AN OFFICER AND A GENTLEMAN
**˝
USA
A once-popular romance between a misfit naval officer and a factory girl, about as cheesy and formulaic as its title would suggest. Except there's some swearing.
dir: Taylor Hackford
cast:
Richard Gere, Debra Winger, David Keith, Louis Gossett Jr., Robert Loggia, Lisa Blount, Lisa Eilbacher, David Caruso

PASSION
**˝
France/Switzerland
A puffy, joyless rehash of the director's own "Contempt". It's just as beautifully photographed by Raoul Coutard, but far less likely to be formed by a central purpose or any kind of feeling at its core.
wr/dir/ed: Jean-Luc Godard
ph:
Raoul Coutard
cast:
Jerzy Radziwilowicz, Isabelle Huppert, Hanna Schygulla, Michel Piccoli, Laszlo Szabo, Sophie Loucachevski

POLTERGEIST
***
˝
USA
Supernatural things start to happen in a suburban family home.

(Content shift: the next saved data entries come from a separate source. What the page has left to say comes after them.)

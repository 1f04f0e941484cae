//! Terminal progress reporting for the walk and training phases.
use std::time::Duration;

use indicatif::{ProgressBar,ProgressDrawTarget,ProgressStyle};

pub struct CLProgressBar {
    pb: Option<ProgressBar>
}

impl CLProgressBar {
    pub fn new(work: u64, enabled: bool) -> Self {
        let pb = if enabled {
            let pb = ProgressBar::with_draw_target(Some(work), ProgressDrawTarget::stdout());
            let style = ProgressStyle::default_bar()
                .template("[{msg}] {wide_bar} ({per_sec}) {pos:>7}/{len:7} - Elapsed: {elapsed_precise}, Remaining: {eta_precise}")
                .expect("Shouldn't fail!");

            pb.set_style(style);

            // Update in separate thread
            pb.enable_steady_tick(Duration::from_millis(200));
            Some(pb)
        } else {
            None
        };

        CLProgressBar { pb }
    }

    pub fn update_message<F>(&self, update_message: F)
    where
        F: FnOnce() -> String
    {
        if let Some(pb) = &self.pb {
            pb.set_message(update_message());
        }
    }

    pub fn set_position(&self, pos: u64) {
        if let Some(pb) = &self.pb {
            pb.set_position(pos);
        }
    }

    pub fn inc(&self, amt: u64) {
        if let Some(pb) = &self.pb {
            pb.inc(amt);
        }
    }

    pub fn finish(&self) {
        if let Some(pb) = &self.pb {
            pb.finish();
        }
    }
}
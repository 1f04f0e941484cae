use std::fs;
use std::io::Write;
use std::path::Path;

use binne::io::{EmbeddingWriter,GraphReader,write_timing};
use binne::{embed,BinaryEmbedding,BinneError,RandomWalkCorpus};

const THREE_NODES: &str = "3 2\n\
    0 1 1 1 0 1\n\
    1 2 0 2 1 1 1\n\
    2 1 1 1 0 1\n";

fn write_graph(dir: &Path, name: &str, contents: &str) -> std::path::PathBuf {
    let path = dir.join(name);
    let mut f = fs::File::create(&path).unwrap();
    f.write_all(contents.as_bytes()).unwrap();
    path
}

fn run(graph_path: &Path, output: &Path, seed: u64) -> String {
    let graph = GraphReader::load(graph_path).unwrap();
    let walks = RandomWalkCorpus {
        walk_num: 1,
        walk_length: 3,
        window_size: 1,
        seed,
        ..Default::default()
    };
    let trainer = BinaryEmbedding {
        dims: 4,
        total_samples: 1000,
        table_size: 10_000,
        seed,
        ..Default::default()
    };
    let model = embed(&graph, &walks, &trainer).unwrap();

    let mut writer = EmbeddingWriter::new(output, None).unwrap();
    writer.stream(model.binary_codes().into_iter()).unwrap();
    writer.finish().unwrap();
    fs::read_to_string(output).unwrap()
}

#[test]
fn three_node_graph() {
    let dir = tempfile::tempdir().unwrap();
    let graph_path = write_graph(dir.path(), "graph.txt", THREE_NODES);

    let first = run(&graph_path, &dir.path().join("emb1.txt"), 42);
    let lines: Vec<_> = first.lines().collect();
    assert_eq!(lines.len(), 3);
    for line in lines {
        let bits: Vec<_> = line.split(' ').collect();
        assert_eq!(bits.len(), 4);
        assert!(bits.iter().all(|b| *b == "0" || *b == "1"), "{:?}", line);
    }

    let second = run(&graph_path, &dir.path().join("emb2.txt"), 42);
    assert_eq!(first, second);
}

#[test]
fn gzip_round_trip() {
    let dir = tempfile::tempdir().unwrap();
    let gz_path = dir.path().join("graph.txt.gz");
    {
        let mut f = binne::io::open_file_for_writing(&gz_path, None).unwrap();
        f.write_all(THREE_NODES.as_bytes()).unwrap();
        f.finish().unwrap();
    }
    let plain = write_graph(dir.path(), "graph.txt", THREE_NODES);

    let a = run(&gz_path, &dir.path().join("a.txt"), 7);
    let b = run(&plain, &dir.path().join("b.txt"), 7);
    assert_eq!(a, b);
}

#[test]
fn incomplete_graph() {
    // Node 2 has no neighbors, node 0 has no attributes
    let dir = tempfile::tempdir().unwrap();
    let graph_path = write_graph(dir.path(), "graph.txt", "3 1\n0 1 1 0\n1 1 0 1 0 3\n2 0 1 0 1\n");
    let out = run(&graph_path, &dir.path().join("emb.txt"), 3);
    assert_eq!(out.lines().count(), 3);
}

#[test]
fn missing_input() {
    let dir = tempfile::tempdir().unwrap();
    let err = GraphReader::load(&dir.path().join("nope.txt")).unwrap_err();
    assert!(matches!(err, BinneError::Io(_)));
}

#[test]
fn unwritable_output() {
    let dir = tempfile::tempdir().unwrap();
    let bad = dir.path().join("missing_dir").join("emb.txt");
    assert!(matches!(EmbeddingWriter::new(&bad, None), Err(BinneError::Io(_))));
    assert!(matches!(write_timing(&bad, 1.), Err(BinneError::Io(_))));
}

#[test]
fn timing_file() {
    let dir = tempfile::tempdir().unwrap();
    let path = dir.path().join("time.txt");
    write_timing(&path, 0.25).unwrap();
    let text = fs::read_to_string(&path).unwrap();
    assert_eq!(text, "Total time: 0.250000 secs for learning node embeddings\n");
}
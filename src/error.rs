//! Error types shared by the loader, the corpus builder and the trainer.
use thiserror::Error;

use crate::graph::NodeID;

#[derive(Error, Debug)]
pub enum BinneError {
    #[error("IO error: {0}")]
    Io(#[from] std::io::Error),

    /// Malformed graph file.
    #[error("{line}: Malformed graph file: {message}")]
    Parse { line: usize, message: String },

    #[error("{line}: node id {node} is outside [0, {node_num})")]
    NodeOutOfRange { line: usize, node: u64, node_num: usize },

    #[error("{line}: attribute id {attribute} is outside [0, {attribute_num})")]
    AttributeOutOfRange { line: usize, attribute: u64, attribute_num: usize },

    #[error("{line}: found duplicate record for node {node}")]
    DuplicateNode { line: usize, node: NodeID },

    #[error("graph file ended after {found} of {expected} node records")]
    MissingNodes { found: usize, expected: usize },

    /// Open addressing probed every slot without finding the key or a free slot.
    #[error("The {table} hash table is full! (capacity {capacity})")]
    CapacityExhausted { table: &'static str, capacity: usize },

    #[error("Nothing to train on: no node context pairs and no node attribute pairs")]
    EmptyCorpus,

    #[error("Invalid configuration: {0}")]
    InvalidConfig(String),
}

pub type Result<T> = std::result::Result<T, BinneError>;
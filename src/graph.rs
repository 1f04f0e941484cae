
pub type NodeID = usize;
pub type AttributeID = usize;

pub trait Graph {
    /// Get number of nodes in graph
    fn len(&self) -> usize;

    /// Get number of edges in graph
    fn edges(&self) -> usize;

    /// Get degree of node in graph
    fn degree(&self, idx: NodeID) -> usize;

    /// Get neighbors of a node, in the order they were loaded
    fn get_edges(&self, idx: NodeID) -> &[NodeID];

}

/// Compressed Sparse Row Format.  Rows are nodes; columns are either neighbor ids or attribute
/// ids, depending on what the row stores.  The weights slot lets the same layout carry attribute
/// weights, while adjacency rows use `()`.
#[derive(Debug)]
pub struct CSR<W> {
    rows: Vec<usize>,
    columns: Vec<usize>,
    weights: Vec<W>
}

impl <W: Copy + Default> CSR<W> {

    /// Builds the CSR for `num_rows` rows.  Edges within a row keep their input order, which
    /// matters for reproducing walks from a fixed seed.
    pub fn construct_from_edges(num_rows: usize, edges: Vec<(usize, usize, W)>) -> Self {

        // Figure out how many out edges per row
        let mut rows = vec![0; num_rows+1];
        edges.iter().for_each(|(from_node, _to, _w)| {
            rows[*from_node + 1] += 1;
        });

        // Convert to row offset format
        let mut offset = 0;
        rows.iter_mut().skip(1).for_each(|count| {
            offset += *count;
            *count = offset;
        });

        // Insert columns and weights
        let mut counts  = vec![0; num_rows];
        let mut columns = vec![0; edges.len()];
        let mut data    = vec![W::default(); edges.len()];
        edges.into_iter().for_each(|(from_node, to, weight)| {
            let idx = rows[from_node] + counts[from_node];
            columns[idx] = to;
            data[idx] = weight;
            counts[from_node] += 1;
        });

        CSR { rows, columns, weights: data }
    }

    pub fn rows(&self) -> usize {
        self.rows.len() - 1
    }

    pub fn nnz(&self) -> usize {
        self.columns.len()
    }

    pub fn row_len(&self, idx: usize) -> usize {
        self.rows[idx+1] - self.rows[idx]
    }

    /// Get columns and corresponding weights
    pub fn get_row(&self, idx: usize) -> (&[usize], &[W]) {
        let start = self.rows[idx];
        let stop  = self.rows[idx+1];
        (&self.columns[start..stop], &self.weights[start..stop])
    }

}

/// The attributed, possibly incomplete graph: per node an adjacency list and a weighted content
/// list, plus the aggregate attribute frequencies gathered while loading.  Immutable once built.
#[derive(Debug)]
pub struct AttributedGraph {
    structure: CSR<()>,
    content: CSR<u64>,
    attribute_num: usize,
    attribute_freq: Vec<u64>
}

impl AttributedGraph {

    /// `neighbors` holds (node, neighbor) and `contents` holds (node, attribute, weight), each
    /// grouped however the caller likes; per node order is preserved.
    pub fn new(
        node_num: usize,
        attribute_num: usize,
        neighbors: Vec<(NodeID, NodeID)>,
        contents: Vec<(NodeID, AttributeID, u64)>
    ) -> Self {
        let mut attribute_freq = vec![0u64; attribute_num];
        contents.iter().for_each(|(_node, attr, w)| {
            attribute_freq[*attr] += *w;
        });

        let neighbors = neighbors.into_iter().map(|(f, t)| (f, t, ())).collect();
        AttributedGraph {
            structure: CSR::construct_from_edges(node_num, neighbors),
            content: CSR::construct_from_edges(node_num, contents),
            attribute_num,
            attribute_freq
        }
    }

    pub fn attribute_num(&self) -> usize {
        self.attribute_num
    }

    /// Total number of (node, attribute) occurrences across all content lists
    pub fn contents(&self) -> usize {
        self.content.nnz()
    }

    /// Attributes of a node and their weights
    pub fn get_contents(&self, idx: NodeID) -> (&[AttributeID], &[u64]) {
        self.content.get_row(idx)
    }

    /// Sum of input weights per attribute
    pub fn attribute_freq(&self) -> &[u64] {
        &self.attribute_freq
    }

}

impl Graph for AttributedGraph {
    fn len(&self) -> usize {
        self.structure.rows()
    }

    fn edges(&self) -> usize {
        self.structure.nnz()
    }

    fn degree(&self, idx: NodeID) -> usize {
        self.structure.row_len(idx)
    }

    fn get_edges(&self, idx: NodeID) -> &[NodeID] {
        self.structure.get_row(idx).0
    }

}
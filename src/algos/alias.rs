//! Walker's alias method: O(n) construction, O(1) sampling from a fixed discrete distribution.
use rand::prelude::*;

#[derive(Debug, Clone)]
pub struct AliasTable {
    prob: Vec<f64>,
    alias: Vec<usize>
}

impl AliasTable {

    /// Builds the table for `weights`.  Returns None when there is nothing to sample, either
    /// because `weights` is empty or because it carries no mass.
    pub fn new(weights: &[f64]) -> Option<Self> {
        let n = weights.len();
        let sum: f64 = weights.iter().sum();
        if n == 0 || !(sum > 0.) {
            return None
        }

        let mut norm_prob: Vec<f64> = weights.iter().map(|w| w * n as f64 / sum).collect();
        let mut prob = vec![0f64; n];
        let mut alias: Vec<usize> = (0..n).collect();

        let mut small = Vec::with_capacity(n);
        let mut large = Vec::with_capacity(n);
        for k in (0..n).rev() {
            if norm_prob[k] < 1. {
                small.push(k);
            } else {
                large.push(k);
            }
        }

        while let (Some(&s), Some(&l)) = (small.last(), large.last()) {
            small.pop();
            large.pop();
            prob[s] = norm_prob[s];
            alias[s] = l;

            // The large block pays for the rest of the small block's column
            norm_prob[l] = norm_prob[l] + norm_prob[s] - 1.;
            if norm_prob[l] < 1. {
                small.push(l);
            } else {
                large.push(l);
            }
        }

        // Whatever is left is full up to rounding error
        large.into_iter().chain(small.into_iter()).for_each(|k| prob[k] = 1.);

        Some(AliasTable { prob, alias })
    }

    #[cfg(test)]
    fn len(&self) -> usize {
        self.prob.len()
    }

    /// Draws with two uniforms in [0, 1): one picks the column, the other accepts it or takes
    /// its alias.
    #[inline]
    pub fn sample_with(&self, u1: f64, u2: f64) -> usize {
        let k = ((self.prob.len() as f64 * u1) as usize).min(self.prob.len() - 1);
        if u2 < self.prob[k] { k } else { self.alias[k] }
    }

    #[inline]
    pub fn sample<R: Rng>(&self, rng: &mut R) -> usize {
        let u1: f64 = rng.gen();
        let u2: f64 = rng.gen();
        self.sample_with(u1, u2)
    }
}
pub mod alias;
pub mod binne;
pub mod corpus;
pub mod fast_math;
pub mod pair_table;
pub mod unigram;
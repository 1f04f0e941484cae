use crate::algos::fast_math::FastMath;
use crate::algos::unigram::Lcg;
use crate::graph::NodeID;

/// Dense row-major matrix, one row per node (or attribute).
#[derive(Debug, Clone)]
pub struct EmbeddingStore {
    nodes: usize,
    dims: usize,
    embeddings: Vec<f32>
}

impl EmbeddingStore {
    pub fn new(nodes: usize, dims: usize) -> Self {
        EmbeddingStore {
            nodes,
            dims,
            embeddings: vec![0.; nodes * dims]
        }
    }

    /// Fills every weight with `((r & 0xFFFF) / 65536 - 0.5) / dims`, drawing r from `lcg`.
    pub fn randomize(&mut self, lcg: &mut Lcg) {
        let dims = self.dims as f64;
        self.embeddings.iter_mut().for_each(|wi| {
            let r = (lcg.next() & 0xFFFF) as f64 / 65536.;
            *wi = ((r - 0.5) / dims) as f32;
        });
    }

    pub fn len(&self) -> usize {
        self.nodes
    }

    pub fn get_embedding(&self, node_id: NodeID) -> &[f32] {
        let start = node_id * self.dims;
        &self.embeddings[start..start+self.dims]
    }

    pub fn get_embedding_mut(&mut self, node_id: NodeID) -> &mut [f32] {
        let start = node_id * self.dims;
        &mut self.embeddings[start..start+self.dims]
    }

    #[cfg(test)]
    fn set_embedding(&mut self, node_id: NodeID, embedding: &[f32]) {
        self.get_embedding_mut(node_id).copy_from_slice(embedding);
    }

    /// Thresholds tanh(w * beta) at zero: 1 when the transform is >= 0, else 0.
    pub fn binary_code(&self, node_id: NodeID, beta: f32, fm: &FastMath) -> Vec<bool> {
        self.get_embedding(node_id).iter()
            .map(|wi| fm.tanh(*wi * beta) >= 0.)
            .collect()
    }
}
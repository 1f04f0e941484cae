//! BitSet class; the graph reader uses it to catch node ids that show up in more than one record.

/// Simple BitSet class, using 32-bit unsized ints for track flags
#[derive(Clone)]
pub struct BitSet {
    bitfield: Vec<u32>
}

impl BitSet {
    pub fn new(size: usize) -> Self {
        Self { bitfield: vec![0; (size / 32) + 1] }
    }

    fn get_bit_idx(&self, idx: usize) -> (usize, u32) {
        (idx / 32, 1u32 << (idx % 32))
    }

    pub fn is_set(&self, idx: usize) -> bool {
        let (fo, bm) = self.get_bit_idx(idx);
        (self.bitfield[fo] & bm) > 0
    }

    pub fn set_bit(&mut self, idx: usize) {
        let (fo, bm) = self.get_bit_idx(idx);
        self.bitfield[fo] |= bm;
    }

    /// Number of set bits
    pub fn count(&self) -> usize {
        self.bitfield.iter().map(|f| f.count_ones() as usize).sum()
    }

}
use std::io;
use std::ops::Range;
use std::sync::atomic::{AtomicUsize, Ordering};

use bytes::Bytes;
use strata_dtype::{ElementKind, Shape};

use crate::{ChunkLayout, DatasetHandle, PerformanceHint};

/// A [`DatasetHandle`] adapter that fails the n-th read (zero-based) and every read after it.
///
/// Used to check that storage failures abort an extraction and reach the caller unchanged.
pub struct FailingDataset<D> {
    inner: D,
    fail_from: usize,
    reads: AtomicUsize,
}

impl<D: DatasetHandle> FailingDataset<D> {
    /// Wrap `inner`, failing read number `fail_from` and all later reads.
    pub fn new(inner: D, fail_from: usize) -> Self {
        Self {
            inner,
            fail_from,
            reads: AtomicUsize::new(0),
        }
    }

    /// The number of reads attempted so far, failed ones included.
    pub fn attempted_reads(&self) -> usize {
        self.reads.load(Ordering::Relaxed)
    }
}

impl<D: DatasetHandle> DatasetHandle for FailingDataset<D> {
    fn shape(&self) -> Shape {
        self.inner.shape()
    }

    fn element_kind(&self) -> ElementKind {
        self.inner.element_kind()
    }

    fn chunk_layout(&self) -> ChunkLayout {
        self.inner.chunk_layout()
    }

    fn read_block(&self, block: &[Range<usize>]) -> io::Result<Bytes> {
        let n = self.reads.fetch_add(1, Ordering::Relaxed);
        if n >= self.fail_from {
            return Err(io::Error::other(format!("injected failure on read {n}")));
        }
        self.inner.read_block(block)
    }

    fn performance_hint(&self) -> PerformanceHint {
        self.inner.performance_hint()
    }
}

#[cfg(test)]
mod tests {
    use super::*;
    use crate::InMemoryDataset;

    #[test]
    fn fails_from_the_requested_read() {
        let ds = FailingDataset::new(InMemoryDataset::from_slice(&[1i16, 2, 3]), 1);
        assert!(ds.read_block(&[0..1]).is_ok());
        let err = ds.read_block(&[1..2]).unwrap_err();
        assert_eq!(err.kind(), io::ErrorKind::Other);
        assert!(ds.read_block(&[0..1]).is_err());
        assert_eq!(ds.attempted_reads(), 3);
    }
}
use std::sync::Arc;

use strata_dtype::{ElementKind, Shape, decode_positions};
use strata_error::{StrataResult, strata_bail, strata_err};
use strata_io::{ChunkLayout, DatasetHandle, GroupHandle, SparseComponent};

use crate::order;

/// A read-only array backed by external storage.
///
/// Construction inspects metadata only; no element is read until an extraction is requested.
/// Cloning is cheap and shares the underlying handle.
#[derive(Clone)]
pub enum LazyArray {
    /// Every element is stored explicitly in one dataset.
    Dense(DenseSource),
    /// A two-dimensional matrix stored as a compressed sparse column group.
    Sparse(SparseSource),
}

impl LazyArray {
    /// Wrap a dense dataset.
    ///
    /// The caller-facing shape is the reverse of the dataset's on-disk shape.
    pub fn try_new_dense<D: DatasetHandle + 'static>(handle: D) -> StrataResult<Self> {
        DenseSource::try_new(Arc::new(handle)).map(Self::Dense)
    }

    /// Wrap a sparse CSC group, reading its `shape` record.
    pub fn try_new_sparse<G: GroupHandle + 'static>(group: G) -> StrataResult<Self> {
        SparseSource::try_new(Arc::new(group)).map(Self::Sparse)
    }

    /// The caller-facing shape.
    pub fn shape(&self) -> &Shape {
        match self {
            Self::Dense(source) => &source.shape,
            Self::Sparse(source) => &source.shape,
        }
    }

    /// The number of dimensions.
    pub fn ndim(&self) -> usize {
        self.shape().ndim()
    }

    /// The type of the stored elements.
    pub fn element_kind(&self) -> ElementKind {
        match self {
            Self::Dense(source) => source.kind,
            Self::Sparse(source) => source.kind,
        }
    }

    /// Whether the array is stored in compressed sparse column form.
    pub fn is_sparse(&self) -> bool {
        matches!(self, Self::Sparse(_))
    }
}

/// A dense dataset with its metadata translated to caller axis order.
#[derive(Clone)]
pub struct DenseSource {
    handle: Arc<dyn DatasetHandle>,
    shape: Shape,
    kind: ElementKind,
    chunks: Option<Shape>,
}

impl DenseSource {
    fn try_new(handle: Arc<dyn DatasetHandle>) -> StrataResult<Self> {
        let disk_shape = handle.shape();
        let chunks = match handle.chunk_layout() {
            ChunkLayout::Contiguous => None,
            ChunkLayout::Chunked(chunks) => {
                if chunks.ndim() != disk_shape.ndim() {
                    strata_bail!(
                        ShapeMismatch: "chunk shape {} does not match dataset shape {}",
                        chunks,
                        disk_shape
                    );
                }
                if chunks.contains(&0) {
                    strata_bail!("chunk extents must be positive, got {}", chunks);
                }
                Some(order::shape_to_caller(&chunks))
            }
        };
        Ok(Self {
            shape: order::shape_to_caller(&disk_shape),
            kind: handle.element_kind(),
            chunks,
            handle,
        })
    }

    /// The storage handle.
    pub fn handle(&self) -> &dyn DatasetHandle {
        self.handle.as_ref()
    }

    /// The caller-facing shape.
    pub fn shape(&self) -> &Shape {
        &self.shape
    }

    /// The stored element type.
    pub fn element_kind(&self) -> ElementKind {
        self.kind
    }

    /// The chunk extents in caller order, if the dataset is chunked.
    pub fn chunk_shape(&self) -> Option<&Shape> {
        self.chunks.as_ref()
    }
}

/// A CSC group whose component datasets have been checked to exist.
#[derive(Clone)]
pub struct SparseSource {
    group: Arc<dyn GroupHandle>,
    shape: Shape,
    kind: ElementKind,
}

impl SparseSource {
    fn try_new(group: Arc<dyn GroupHandle>) -> StrataResult<Self> {
        for component in SparseComponent::ALL {
            component_of(group.as_ref(), component)?;
        }

        let shape_ds = component_of(group.as_ref(), SparseComponent::Shape)?;
        if shape_ds.shape().dims() != [2] {
            strata_bail!(
                ShapeMismatch: "sparse shape record must hold 2 values, found shape {}",
                shape_ds.shape()
            );
        }
        for component in [SparseComponent::Indices, SparseComponent::Indptr] {
            let kind = component_of(group.as_ref(), component)?.element_kind();
            if !kind.is_int() {
                strata_bail!(MismatchedTypes: "integer", kind);
            }
        }

        let record = group.read_range(SparseComponent::Shape, 0..2)?;
        let dims = decode_positions(shape_ds.element_kind(), &record)?;
        if dims.len() != 2 {
            strata_bail!(
                ShapeMismatch: "sparse shape record returned {} values",
                dims.len()
            );
        }
        let kind = component_of(group.as_ref(), SparseComponent::Data)?.element_kind();
        log::debug!("opened sparse {}x{} {} matrix", dims[0], dims[1], kind);

        Ok(Self {
            shape: Shape::from(dims),
            kind,
            group,
        })
    }

    /// The storage group.
    pub fn group(&self) -> &dyn GroupHandle {
        self.group.as_ref()
    }

    /// One component dataset of the group.
    pub fn component(&self, component: SparseComponent) -> StrataResult<&dyn DatasetHandle> {
        component_of(self.group.as_ref(), component)
    }

    /// The logical `(rows, cols)` shape.
    pub fn shape(&self) -> &Shape {
        &self.shape
    }

    /// The type of the stored non-zero values.
    pub fn element_kind(&self) -> ElementKind {
        self.kind
    }

    /// The number of stored non-zero entries.
    ///
    /// Checks the CSC triple against the logical shape first: `indices` and `data` must be
    /// one-dimensional with equal lengths and `indptr` must hold `cols + 1` entries. Only
    /// metadata is consulted.
    pub fn checked_nnz(&self) -> StrataResult<usize> {
        let extent = |component: SparseComponent| -> StrataResult<usize> {
            let shape = self.component(component)?.shape();
            match shape.dims() {
                [n] => Ok(*n),
                _ => Err(strata_err!(
                    ShapeMismatch: "sparse '{}' dataset must be one-dimensional, found shape {}",
                    component,
                    shape
                )),
            }
        };
        let data = extent(SparseComponent::Data)?;
        let indices = extent(SparseComponent::Indices)?;
        let indptr = extent(SparseComponent::Indptr)?;
        if indices != data {
            strata_bail!(
                ShapeMismatch: "sparse group has {} indices but {} data values",
                indices,
                data
            );
        }
        if indptr.checked_sub(1) != Some(self.shape[1]) {
            strata_bail!(
                ShapeMismatch: "indptr has {} entries, expected one more than {} columns",
                indptr,
                self.shape[1]
            );
        }
        Ok(data)
    }
}

fn component_of(
    group: &dyn GroupHandle,
    component: SparseComponent,
) -> StrataResult<&dyn DatasetHandle> {
    group
        .dataset(component)
        .ok_or_else(|| strata_err!(UnsupportedLayout: "sparse group has no '{}' dataset", component))
}

#[cfg(test)]
mod tests {
    use strata_error::StrataError;
    use strata_io::{InMemoryDataset, InMemoryGroup};

    use super::*;

    #[test]
    fn dense_shape_is_reversed() {
        let ds = InMemoryDataset::try_new([10, 20], &vec![0.0f32; 200])
            .unwrap()
            .with_chunks([5, 4])
            .unwrap();
        let array = LazyArray::try_new_dense(ds).unwrap();
        assert_eq!(array.shape(), &Shape::from([20, 10]));
        assert_eq!(array.element_kind(), ElementKind::F32);
        assert!(!array.is_sparse());
        let LazyArray::Dense(source) = &array else {
            unreachable!()
        };
        assert_eq!(source.chunk_shape(), Some(&Shape::from([4, 5])));
    }

    #[test]
    fn sparse_reads_shape_record() {
        let group = InMemoryGroup::from_csc(3, 2, &[0, 1, 3], &[2, 0, 1], &[1i32, 2, 3]);
        let array = LazyArray::try_new_sparse(group).unwrap();
        assert!(array.is_sparse());
        assert_eq!(array.shape(), &Shape::from([3, 2]));
        assert_eq!(array.ndim(), 2);
        assert_eq!(array.element_kind(), ElementKind::I32);
        let LazyArray::Sparse(source) = &array else {
            unreachable!()
        };
        assert_eq!(source.checked_nnz().unwrap(), 3);
    }

    #[test]
    fn missing_component_is_unsupported() {
        let group = InMemoryGroup::from_csc(3, 2, &[0, 1, 3], &[2, 0, 1], &[1i32, 2, 3])
            .without_component(SparseComponent::Indptr);
        let err = LazyArray::try_new_sparse(group).err().unwrap();
        assert!(matches!(err, StrataError::UnsupportedLayout(_)));
        assert!(err.to_string().contains("indptr"));
    }

    #[test]
    fn float_positions_are_rejected() {
        let group = InMemoryGroup::from_csc(3, 2, &[0, 1, 3], &[2, 0, 1], &[1i32, 2, 3])
            .with_component(
                SparseComponent::Indices,
                InMemoryDataset::from_slice(&[2.0f64, 0.0, 1.0]),
            );
        let err = LazyArray::try_new_sparse(group).err().unwrap();
        assert!(matches!(err, StrataError::MismatchedTypes { .. }));
    }

    #[test]
    fn triple_lengths_are_checked() {
        let group = InMemoryGroup::from_csc(3, 2, &[0, 1, 3], &[2, 0], &[1i32, 2, 3]);
        let LazyArray::Sparse(source) = LazyArray::try_new_sparse(group).unwrap() else {
            unreachable!()
        };
        assert!(matches!(
            source.checked_nnz().unwrap_err(),
            StrataError::ShapeMismatch(_)
        ));

        let group = InMemoryGroup::from_csc(3, 3, &[0, 1, 3], &[2, 0, 1], &[1i32, 2, 3]);
        let LazyArray::Sparse(source) = LazyArray::try_new_sparse(group).unwrap() else {
            unreachable!()
        };
        assert!(matches!(
            source.checked_nnz().unwrap_err(),
            StrataError::ShapeMismatch(_)
        ));
    }

    #[test]
    fn overflowing_column_count_is_a_shape_mismatch() {
        let group = InMemoryGroup::from_csc(3, 2, &[0, 1, 3], &[2, 0, 1], &[1.0f64, 2.0, 3.0])
            .with_component(
                SparseComponent::Shape,
                InMemoryDataset::from_slice(&[3u64, u64::MAX]),
            );
        let array = LazyArray::try_new_sparse(group).unwrap();
        let LazyArray::Sparse(source) = &array else {
            unreachable!()
        };
        assert!(matches!(
            source.checked_nnz().unwrap_err(),
            StrataError::ShapeMismatch(_)
        ));
        assert!(matches!(
            array.to_sparse::<f64>().unwrap_err(),
            StrataError::ShapeMismatch(_)
        ));
    }
}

Eccentric occult of the warm-hearted, family-oriented, Spielberg-approved kind. It's expertly handled as such, with unexpectedly convincing performances.
dir: Tobe Hooper
cast:
Jobeth Williams, Craig T. Nelson, Beatrice Straight, Zelda Rubinstein, Heather O'Rourke, Oliver Robbins, Dominique Dunne

QUERELLE
***
˝
Germany
Self-involved would-be soft-core gay-porn, where a French sailor discovers his homosexuality at a Brest whorehouse. It's made memorable by gorgeous photography. The visuals are so beguiling that for a sizeable portion of the picture, you forget how insufferably pretentious it is.
dir: Rainer Werner Fassbinder
ph:
Xaver Schwarzenberger, Josef Vavra
cast:
Brad Davis, Franco Nero, Jeanne Moreau, Laurent Malet

THE THING
***
USA
A lot of the gore is unnecessary and this version never comes close to equating the eeriness of the 1951 classic. But it does follow more faithfully the story the original was based on, retaining the notion of a monster that takes on the form of its - often human - victims. And it definitely milks out some tension.
dir: John Carpenter
cast: Kurt Russell, Wilford Brimley, T.K. Carter, David Clennon, Keith David, Richard A. Dysart, Charles Hallahan

TOOTSIE
****
˝
USA
An unemployed actor pretends he's a woman and becomes a feminist soap star.

A little stretched and uneven but hilarious and often perceptive screwball comedy.
dir: Sydney Pollack
wr:
Larry Gelbart, Don McGuire, Murray Schisgal
cast:
Dustin Hoffman, Jessica Lange, Teri Garr, Dabney Coleman, Charles Durning, Bill Murray, Sydney Pollack, Geena Davis

THE WORLD ACCORDING TO GARP
***

USA
The life of an eccentric man, greatly influenced by his liberated mother.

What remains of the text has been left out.